Действительно, основные ритмические «составляющие», характеризующие стих Щеголева, аттестуют его как поэта, «взыскующего» к форме. Благодаря им лирические откровения Н. Щеголева выделяются особой энергетикой, оригинальной словесной рокировкой[17]. Однако не сами по себе «формальные» признаки, а прорывающаяся сквозь них пронзительность интонаций делают лирику «ветрового, недоверчивого» Щеголева[18] причастной к поэзии: «Вечер. Горизонт совсем стушеван. / Ночь. Диван. Присутствие кота…»[19].

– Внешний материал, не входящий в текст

//! Field Matcher - subset comparison of expected fields against a payload
//!
//! Rules, per expected key:
//! - `"*"` accepts anything (the key may even be missing)
//! - otherwise the key must exist in the observed object
//! - `"null"` accepts an observed JSON `null`
//! - otherwise values must be equal, see [`values_equal`]
//!
//! Keys present only in the observed payload are ignored.

use serde_json::{Map, Number, Value};

use crate::expected::WILDCARD;

/// Whether `value` is the wildcard sentinel
pub fn is_wildcard(value: &Value) -> bool {
    value.as_str() == Some(WILDCARD)
}

/// Compare expected fields against a JSON-encoded observed payload
///
/// An empty expectation matches anything, including an empty or
/// unparseable payload. A non-empty expectation never matches a payload that
/// does not decode to a JSON object.
pub fn fields_match(expected: &Map<String, Value>, observed: &str) -> bool {
    if expected.is_empty() {
        return true;
    }

    let Ok(Value::Object(observed)) = serde_json::from_str::<Value>(observed) else {
        return false;
    };

    expected.iter().all(|(key, want)| {
        if is_wildcard(want) {
            return true;
        }
        match observed.get(key) {
            None => false,
            Some(Value::Null) if want.as_str() == Some("null") => true,
            Some(got) => values_equal(got, want),
        }
    })
}

/// JSON equality with numeric normalisation
///
/// Numbers compare by value (`1` == `1.0`) and booleans equal `1`/`0`, since
/// ABI encoders emit booleans both ways. Arrays and objects recurse.
pub fn values_equal(observed: &Value, expected: &Value) -> bool {
    match (observed, expected) {
        (Value::Number(a), Value::Number(b)) => numbers_equal(a, b),
        (Value::Bool(flag), Value::Number(n)) | (Value::Number(n), Value::Bool(flag)) => {
            n.as_f64() == Some(if *flag { 1.0 } else { 0.0 })
        }
        (Value::Array(a), Value::Array(b)) => {
            a.len() == b.len() && a.iter().zip(b).all(|(x, y)| values_equal(x, y))
        }
        (Value::Object(a), Value::Object(b)) => {
            a.len() == b.len()
                && a.iter()
                    .all(|(key, x)| b.get(key).is_some_and(|y| values_equal(x, y)))
        }
        _ => observed == expected,
    }
}

fn numbers_equal(a: &Number, b: &Number) -> bool {
    if let (Some(x), Some(y)) = (a.as_i64(), b.as_i64()) {
        return x == y;
    }
    if let (Some(x), Some(y)) = (a.as_u64(), b.as_u64()) {
        return x == y;
    }
    match (a.as_f64(), b.as_f64()) {
        (Some(x), Some(y)) => x == y,
        _ => false,
    }
}
//! Expected event log
//!
//! The battlefield scenario records every action and table mutation it
//! expects the node to produce as newline-delimited JSON, one record per
//! line. This module reads that file ([`parse_expected_events`],
//! [`load_expected_events`]) and writes it ([`ExpectedLogWriter`]).
//!
//! ```text
//! {"timestamp": "...", "type": "action", "trx_id": "...", "account": "...", "receiver": "...", "action_name": "...", "params": {...}}
//! {"timestamp": "...", "type": "dbop", "trx_id": "...", "code": "...", "scope": "...", "table_name": "...", "pkey": "...", "op": "INS", "fields": {...}}
//! ```

mod event;
mod writer;

use std::fs;
use std::path::Path;

use serde_json::Value;

use crate::error::{CompareError, Result};

pub use event::{DbOpKind, EventKind, ExpectedAction, ExpectedDbOp, ExpectedEvent};
pub use writer::ExpectedLogWriter;

/// Sentinel accepted in place of a trx id or a field value
pub const WILDCARD: &str = "*";

/// Parse the content of an expected-event file
///
/// Blank lines are skipped. The first malformed line aborts the parse with
/// its 1-based line number.
pub fn parse_expected_events(input: &str) -> Result<Vec<ExpectedEvent>> {
    let mut events = Vec::new();

    for (index, line) in input.lines().enumerate() {
        if line.trim().is_empty() {
            continue;
        }

        let line_number = index + 1;
        let value: Value = serde_json::from_str(line).map_err(|e| {
            CompareError::MalformedExpectedEvent {
                line: line_number,
                reason: e.to_string(),
            }
        })?;

        let event = ExpectedEvent::from_value(value).map_err(|reason| {
            CompareError::MalformedExpectedEvent {
                line: line_number,
                reason,
            }
        })?;
        events.push(event);
    }

    Ok(events)
}

/// Read and parse an expected-event file
pub fn load_expected_events(path: impl AsRef<Path>) -> Result<Vec<ExpectedEvent>> {
    let path = path.as_ref();
    let content = fs::read_to_string(path).map_err(|e| CompareError::io(path, e))?;
    let events = parse_expected_events(&content)?;

    tracing::debug!(
        path = %path.display(),
        records = events.len(),
        "loaded expected events"
    );

    Ok(events)
}

#[cfg(test)]
mod tests {
    use super::*;

    const EXPECTED: &str = r#"{"type": "action", "trx_id": "t1", "account": "battlefield1", "receiver": "battlefield1", "action_name": "dbins", "params": {"account": "battlefield1"}, "retvalue": ""}
{"type": "dbop", "trx_id": "t1", "code": "battlefield1", "scope": "battlefield1", "table_name": "member", "pkey": "............1", "op": "INS", "fields": {"id": 1, "created_at": "*"}}

{"type": "permop", "trx_id": "t1"}
"#;

    #[test]
    fn test_parse_keeps_file_order() {
        let events = parse_expected_events(EXPECTED).unwrap();

        assert_eq!(events.len(), 3);
        assert_eq!(events[0].kind(), Some(EventKind::Action));
        assert_eq!(events[1].kind(), Some(EventKind::DbOp));
        assert_eq!(events[2].kind(), None);
    }

    #[test]
    fn test_malformed_line_reports_line_number() {
        let input = "{\"type\": \"action\", \"trx_id\": \"*\", \"account\": \"a\", \"receiver\": \"a\", \"action_name\": \"x\", \"params\": {}}\n{not json\n";
        let err = parse_expected_events(input).unwrap_err();

        match err {
            CompareError::MalformedExpectedEvent { line, .. } => assert_eq!(line, 2),
            other => panic!("unexpected error: {other}"),
        }
    }

    #[test]
    fn test_missing_required_field_is_malformed() {
        let input = r#"{"type": "action", "trx_id": "t1", "receiver": "a", "action_name": "x"}"#;
        let err = parse_expected_events(input).unwrap_err();

        assert_eq!(err.error_code(), "MALFORMED_EXPECTED_EVENT");
        assert!(err.to_string().contains("account"));
    }

    #[test]
    fn test_odd_db_op_lines_still_load() {
        let input = r#"{"type": "action", "trx_id": "t1", "account": "a", "receiver": "a", "action_name": "x", "params": {}}
{"type": "dbop", "trx_id": "t1", "code": "a", "scope": "a", "table_name": "t", "pkey": "1", "op": "DEL", "fields": {}}
{"type": "dbop", "trx_id": "t1", "table_name": "t"}"#;
        let events = parse_expected_events(input).unwrap();

        assert_eq!(events.len(), 3);
        assert_eq!(events[1].as_db_op().unwrap().op, "DEL");
        assert_eq!(events[2].as_db_op().unwrap().pkey, "");
    }

    #[test]
    fn test_missing_file_is_io_error() {
        let err = load_expected_events("/nonexistent/expected.jsonl").unwrap_err();
        assert!(matches!(err, CompareError::IoError { .. }));
    }
}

Тоска – основная тема Щеголева, перманентное состояние его лирического героя[20]:
Чувствую, что с каждым часом чванней
Становлюсь, заверченный в тиски
Горестного самобичеванья
И тоски.
«Диссонанс», 1930
Поэт словно сознательно отгородился от окружающей жизни, замкнувшись в своем внутреннем мире. Поэтому так пугают щеголевского героя звуки музыки, от которых он бежит в свою бессонную тоску, перифрастически определяемую как «самое страшное, черствое»:
И какие созвучия! Чем обогреешь
Их полет? Прикасаясь к ушам, холодят они
До мурашек, до дрожи. И тянет скорее
В освещенную комнату. Там благодатнее.
«От самого страшного», 1931
Где бы ни был герой, везде его сопровождает одиночество. Не случайно в стихотворении «Опыт» (1932): «Одиночество – да! – одиночество злее марксизма. / Накопляешь безвыходность: родины нет, нет любви»[21].

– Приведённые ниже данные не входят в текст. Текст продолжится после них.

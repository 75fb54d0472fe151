//! # Battlefield Core - trace comparator
//!
//! A battlefield run drives a scripted sequence of transactions against a
//! node and records what it expects to happen in an expected-event log.
//! Node instrumentation independently produces a trace document. This crate
//! checks that the trace contains, in order, every expected action and
//! database operation.
//!
//! - **Expected log** ([`expected`]): newline-delimited JSON records, written
//!   by [`ExpectedLogWriter`] and read by [`load_expected_events`]
//! - **Trace** ([`trace`]): the nested block document, flattened by
//!   [`extract`] into ordered action and db-op sequences
//! - **Matcher** ([`matcher`]): per-kind forward-only search with wildcard
//!   and `"null"` aware field comparison
//! - **Report** ([`report`]): match/failure tally and exit status
//!
//! ## Example
//!
//! ```rust
//! use battlefield_core::{compare, parse_expected_events, TraceDocument};
//!
//! let expected = parse_expected_events(
//!     r#"{"type": "action", "trx_id": "*", "account": "battlefield1", "receiver": "battlefield1", "action_name": "dbins", "params": {"account": "battlefield1"}}"#,
//! ).unwrap();
//!
//! let document = TraceDocument::from_json(r#"[{
//!     "unfilteredTransactionTraces": [{
//!         "id": "abc123",
//!         "actionTraces": [{
//!             "receiver": "battlefield1",
//!             "action": {"account": "battlefield1", "name": "dbins", "jsonData": "{\"account\":\"battlefield1\"}"}
//!         }]
//!     }]
//! }]"#).unwrap();
//!
//! let report = compare(&expected, &document);
//! assert!(report.is_success());
//! assert_eq!(report.matched_actions, 1);
//! assert_eq!(report.exit_code(), 0);
//! ```

pub mod comparator;
pub mod config;
pub mod error;
pub mod expected;
pub mod matcher;
pub mod report;
pub mod trace;

// Re-export main types
pub use comparator::{compare, compare_observed, Comparator};
pub use config::{CompareConfig, OutputFormat};
pub use error::{CompareError, ErrorCategory, Result};
pub use expected::{
    load_expected_events, parse_expected_events, DbOpKind, EventKind, ExpectedAction,
    ExpectedDbOp, ExpectedEvent, ExpectedLogWriter, WILDCARD,
};
pub use matcher::{fields_match, find_next};
pub use report::{ComparisonReport, MatchRecord, ReportBuilder, UnknownRecord, UnmatchedEvent};
pub use trace::{extract, ObservedAction, ObservedDbOp, ObservedEvents, TraceDocument};
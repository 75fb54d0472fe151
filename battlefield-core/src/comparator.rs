//! Comparator facade
//!
//! Ties the pieces together: load both inputs, flatten the trace, run the
//! action pass then the db-op pass, and hand back the report.
//!
//! ```text
//! expected.jsonl ──► [ExpectedEvent] ─────────────┐
//!                                                 ├─► match_actions ─┐
//! dm.log.json ──► TraceDocument ──► extract() ────┤                  ├─► ComparisonReport
//!                                                 └─► match_db_ops ──┘
//! ```

use crate::config::CompareConfig;
use crate::error::Result;
use crate::expected::{load_expected_events, ExpectedEvent};
use crate::matcher::{match_actions, match_db_ops};
use crate::report::{ComparisonReport, ReportBuilder};
use crate::trace::{extract, ObservedEvents, TraceDocument};

/// Runs a comparison described by a [`CompareConfig`]
#[derive(Debug, Clone, Default)]
pub struct Comparator {
    config: CompareConfig,
}

impl Comparator {
    pub fn new(config: CompareConfig) -> Self {
        Self { config }
    }

    pub fn config(&self) -> &CompareConfig {
        &self.config
    }

    /// Load both files and compare them
    ///
    /// Fails only on unreadable or malformed input; unmatched events end up
    /// in the returned report.
    pub fn run(&self) -> Result<ComparisonReport> {
        let expected = load_expected_events(&self.config.expected_path)?;
        let document = TraceDocument::load(&self.config.trace_path)?;

        tracing::info!(
            expected = expected.len(),
            blocks = document.blocks.len(),
            "comparing expected events against trace"
        );

        Ok(compare(&expected, &document))
    }
}

/// Compare expected events against a parsed trace document
pub fn compare(expected: &[ExpectedEvent], document: &TraceDocument) -> ComparisonReport {
    compare_observed(expected, &extract(document))
}

/// Compare expected events against already-flattened observed events
pub fn compare_observed(expected: &[ExpectedEvent], observed: &ObservedEvents) -> ComparisonReport {
    let mut builder = ReportBuilder::new();

    match_actions(expected, &observed.actions, &mut builder);
    match_db_ops(expected, &observed.db_ops, &mut builder);

    let report = builder.build();
    tracing::info!(
        matched_actions = report.matched_actions,
        matched_db_ops = report.matched_db_ops,
        failed = report.failed(),
        "comparison finished"
    );
    report
}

Тема тоски неотделима от темы родины, что актуально для любого поэта в эмиграции. Однако тоска Щеголева – совсем иного свойства, чем, скажем, у Алексея Ачаира, которому было что вспоминать: «шумливые годы, / звенящее время, / поющую юность – / не пьяненький джаз» («В фруктовой лавчонке», 1938)[22]. Тоска харбинцев старшего поколения питалась болью об утраченной родине, об утраченной юности. У Щеголева, на 14 лет моложе Ачаира и принадлежащего ко второму поколению харбинских поэтов, это ощущение пронизывает его настоящее:
Все обиходно. Косые
Спят на обоях лучи…
Разве лишь слово «Россия»
Мне необычно звучит.
«Стансы»[23]
Когда вокруг царствуют «дисгармония, кризис – газетный, словесный…» («Поровну»)[24], реальным спасением для лирического «я» становится творчество. Творчество воспринимается как долг:
Пусть клонит в сон – не надо спать!
Будь человеком твердым, будь поэтом.
Не холода, а теплоты, не сна,
А бодрствованья…
«Живая муза», 1935[25]
Сам процесс сочинительства – словно преодоление недуга: «Содрогаешься часто, на рифмы кладешь пароксизмы…» («Опыт»), «Я себе говорю: / Мы сумеем еще побороться, / А пока / стану сетовать, / Стихослагать!» («Устаю ненавидеть…»).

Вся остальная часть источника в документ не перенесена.